Top of SUPPLIED DATA
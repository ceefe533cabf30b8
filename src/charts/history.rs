use plotters::prelude::*;

use crate::error::AppResult;
use crate::frames::Frame;

const PLOT_SIZE: (u32, u32) = (1600, 600);
const AXIS_FLOOR: f64 = 100.0;

/// Line chart of the four indices across the frame sequence.
///
/// # Errors
///
/// Returns an error when the backing file cannot be drawn or presented.
pub fn plot_index_history(frames: &[Frame], path: &str) -> AppResult<()> {
    if frames.is_empty() {
        return Ok(());
    }

    let mut gaqi = Vec::with_capacity(frames.len());
    let mut gei = Vec::with_capacity(frames.len());
    let mut tci = Vec::with_capacity(frames.len());
    let mut sri = Vec::with_capacity(frames.len());
    for (idx, frame) in frames.iter().enumerate() {
        let Some(point) = frame.points.first() else {
            continue;
        };
        let x = idx as f64;
        gaqi.push((x, point.gaqi));
        gei.push((x, point.gei));
        tci.push((x, point.tci));
        sri.push((x, point.sri));
    }

    let y_max = gaqi
        .iter()
        .chain(&gei)
        .chain(&tci)
        .chain(&sri)
        .map(|(_, value)| *value)
        .fold(AXIS_FLOOR, f64::max);
    let x_max = (frames.len() as f64).max(1.0);

    let root = BitMapBackend::new(path, PLOT_SIZE).into_drawing_area();
    root.fill(&WHITE)?;

    let mut chart = ChartBuilder::on(&root)
        .caption("Environmental Indices", ("sans-serif", 30))
        .margin(10)
        .x_label_area_size(40)
        .y_label_area_size(50)
        .build_cartesian_2d(0f64..x_max, 0f64..y_max)?;

    chart
        .configure_mesh()
        .x_desc("Frame")
        .y_desc("Index value")
        .draw()?;

    let series = [
        ("GAQI", &gaqi, BLUE),
        ("GEI", &gei, MAGENTA),
        ("TCI", &tci, GREEN),
        ("SRI", &sri, RED),
    ];
    for (label, values, color) in series {
        chart
            .draw_series(LineSeries::new(values.iter().copied(), color))?
            .label(label)
            .legend(move |(x, y)| {
                PathElement::new(vec![(x, y), (x.saturating_add(20), y)], color)
            });
    }

    chart
        .configure_series_labels()
        .border_style(BLACK)
        .background_style(WHITE.mix(0.8))
        .draw()?;

    root.present()?;
    Ok(())
}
Bottom of SUPPLIED DATA
→ GOAL OF THE EXERCISE
Look through the listing above. Pick out each line with "frames" and copy it.

→ OUTPUT OF THE EXERCISE
use crate::frames::Frame;
pub fn plot_index_history(frames: &[Frame], path: &str) -> AppResult<()> {
    if frames.is_empty() {
    let mut gaqi = Vec::with_capacity(frames.len());
    let mut gei = Vec::with_capacity(frames.len());
    let mut tci = Vec::with_capacity(frames.len());
    let mut sri = Vec::with_capacity(frames.len());
    for (idx, frame) in frames.iter().enumerate() {
    let x_max = (frames.len() as f64).max(1.0);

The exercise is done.